(Dataset entries)
Segment Open
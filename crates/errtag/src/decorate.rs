//! Error decoration.

use std::panic::Location;

use crate::shorten::{shorten_function, shorten_package};
use crate::{BoxError, CallerIdentity, Error, ErrorKind, TagConfig};

/// Builds runtime tags and wraps errors with them.
#[derive(Debug, Clone, Copy, PartialEq, Eq, Default)]
pub struct Decorator {
    config: TagConfig,
}

impl Decorator {
    /// Decorator used by the `decorate!` macro.
    pub const DEFAULT: Decorator = Decorator::new(TagConfig::DEFAULT);

    /// Create a decorator for the given tag configuration.
    pub const fn new(config: TagConfig) -> Self {
        Self { config }
    }

    /// Get the tag configuration
    pub fn config(&self) -> &TagConfig {
        &self.config
    }

    /// Build the runtime tag for a caller, e.g. `"[hnd] "` or `"[hnd_of] "`.
    ///
    /// Returns an empty string when both identifiers are disabled.
    pub fn runtime_tag(&self, caller: &CallerIdentity) -> String {
        let mut parts = Vec::with_capacity(2);
        if self.config.include_package {
            parts.push(shorten_package(caller.package(), &self.config));
        }
        if self.config.include_function {
            parts.push(shorten_function(caller.function(), &self.config));
        }

        if parts.is_empty() {
            return String::new();
        }
        format!("[{}] ", parts.join("_"))
    }

    /// Wrap `cause` in a new error prefixed with the caller's runtime tag.
    ///
    /// - no caller: the message is used as-is, without a tag
    /// - no cause and an empty message: an `InvalidCall` error
    /// - otherwise: `"<tag><message>"` wrapping `cause` (which may be absent)
    #[track_caller]
    pub fn decorate(
        &self,
        cause: Option<BoxError>,
        caller: Option<&CallerIdentity>,
        message: impl Into<String>,
    ) -> Error {
        let message = message.into();
        let message_given = !message.is_empty();
        self.decorate_message(cause, caller, message_given, message)
    }

    /// Like `decorate`, with the invalid-call check based on `message_given`
    /// instead of the rendered message. A format string that renders empty
    /// still counts as a message.
    #[track_caller]
    pub fn decorate_message(
        &self,
        cause: Option<BoxError>,
        caller: Option<&CallerIdentity>,
        message_given: bool,
        message: String,
    ) -> Error {
        let location = Location::caller();
        let tag = caller.map(|c| self.runtime_tag(c)).unwrap_or_default();

        if cause.is_none() && !message_given {
            tracing::trace!(%location, "decorate called without cause or message");
            let err = Error::invalid_call(tag).with_location(location);
            return match caller {
                Some(caller) => err.with_caller(caller.clone()),
                None => err,
            };
        }

        let mut err = Error::new(ErrorKind::Decorated, tag, message).with_location(location);
        match caller {
            Some(caller) => {
                tracing::trace!(tag = err.tag(), %caller, "decorating error");
                err = err.with_caller(caller.clone());
            }
            None => {
                tracing::trace!(%location, "caller unknown, decorating without tag");
            }
        }

        if let Some(cause) = cause {
            err = err.set_boxed_source(cause);
        }
        err
    }
}

/// Decorate with the default configuration.
#[track_caller]
pub fn decorate(
    cause: Option<BoxError>,
    caller: Option<&CallerIdentity>,
    message: impl Into<String>,
) -> Error {
    Decorator::DEFAULT.decorate(cause, caller, message)
}

/// Decorate with the default configuration, `message_given` deciding the invalid-call check.
#[doc(hidden)]
#[track_caller]
pub fn decorate_formatted(
    cause: Option<BoxError>,
    caller: Option<&CallerIdentity>,
    message_given: bool,
    message: String,
) -> Error {
    Decorator::DEFAULT.decorate_message(cause, caller, message_given, message)
}

/// Box a concrete error as a decoration cause.
pub fn into_cause<E>(err: E) -> BoxError
where
    E: std::error::Error + Send + Sync + 'static,
{
    Box::new(err)
}

/// Decorate `Err` values of a `Result` in place.
pub trait ResultExt<T> {
    /// Wrap the error with the runtime tag of `caller` and `message`.
    fn decorate_err(
        self,
        caller: Option<&CallerIdentity>,
        message: impl Into<String>,
    ) -> crate::Result<T>;

    /// Like `decorate_err`, building the message only on error.
    fn decorate_err_with<F, M>(
        self,
        caller: Option<&CallerIdentity>,
        message: F,
    ) -> crate::Result<T>
    where
        F: FnOnce() -> M,
        M: Into<String>;
}

impl<T, E> ResultExt<T> for std::result::Result<T, E>
where
    E: std::error::Error + Send + Sync + 'static,
{
    #[track_caller]
    fn decorate_err(
        self,
        caller: Option<&CallerIdentity>,
        message: impl Into<String>,
    ) -> crate::Result<T> {
        match self {
            Ok(value) => Ok(value),
            Err(err) => Err(decorate(Some(into_cause(err)), caller, message)),
        }
    }

    #[track_caller]
    fn decorate_err_with<F, M>(
        self,
        caller: Option<&CallerIdentity>,
        message: F,
    ) -> crate::Result<T>
    where
        F: FnOnce() -> M,
        M: Into<String>,
    {
        match self {
            Ok(value) => Ok(value),
            Err(err) => Err(decorate(Some(into_cause(err)), caller, message())),
        }
    }
}

/// Decorate an error with the runtime tag of the enclosing function.
///
/// ```rust
/// use std::io;
///
/// mod handlers {
///     use std::io;
///
///     pub fn open_config() -> errtag::Result<()> {
///         let err = io::Error::new(io::ErrorKind::NotFound, "no such file");
///         Err(errtag::decorate!(err, "open {}", "app.toml"))
///     }
/// }
///
/// let err = handlers::open_config().unwrap_err();
/// assert_eq!(err.to_string(), "[hnd] open app.toml: no such file");
/// assert!(err.downcast_source_ref::<io::Error>().is_some());
///
/// let standalone = errtag::decorate!(None, "limit {} exceeded", 3);
/// assert!(standalone.source_ref().is_none());
/// ```
#[macro_export]
macro_rules! decorate {
    (None) => {
        $crate::decorate(::core::option::Option::None, $crate::caller!().as_ref(), "")
    };
    (None, $fmt:literal $(, $($arg:tt)*)?) => {
        $crate::__private::decorate_formatted(
            ::core::option::Option::None,
            $crate::caller!().as_ref(),
            !$fmt.is_empty(),
            ::std::format!($fmt $(, $($arg)*)?),
        )
    };
    ($err:expr) => {
        $crate::decorate(
            ::core::option::Option::Some($crate::into_cause($err)),
            $crate::caller!().as_ref(),
            "",
        )
    };
    ($err:expr, $fmt:literal $(, $($arg:tt)*)?) => {
        $crate::__private::decorate_formatted(
            ::core::option::Option::Some($crate::into_cause($err)),
            $crate::caller!().as_ref(),
            !$fmt.is_empty(),
            ::std::format!($fmt $(, $($arg)*)?),
        )
    };
}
Segment Closed
WHAT YOU NEED TO DO = Tell how many lines in the records above contain "errtag", giving the number and no other words.

OUTPUT FOR THIS EXERCISE = 4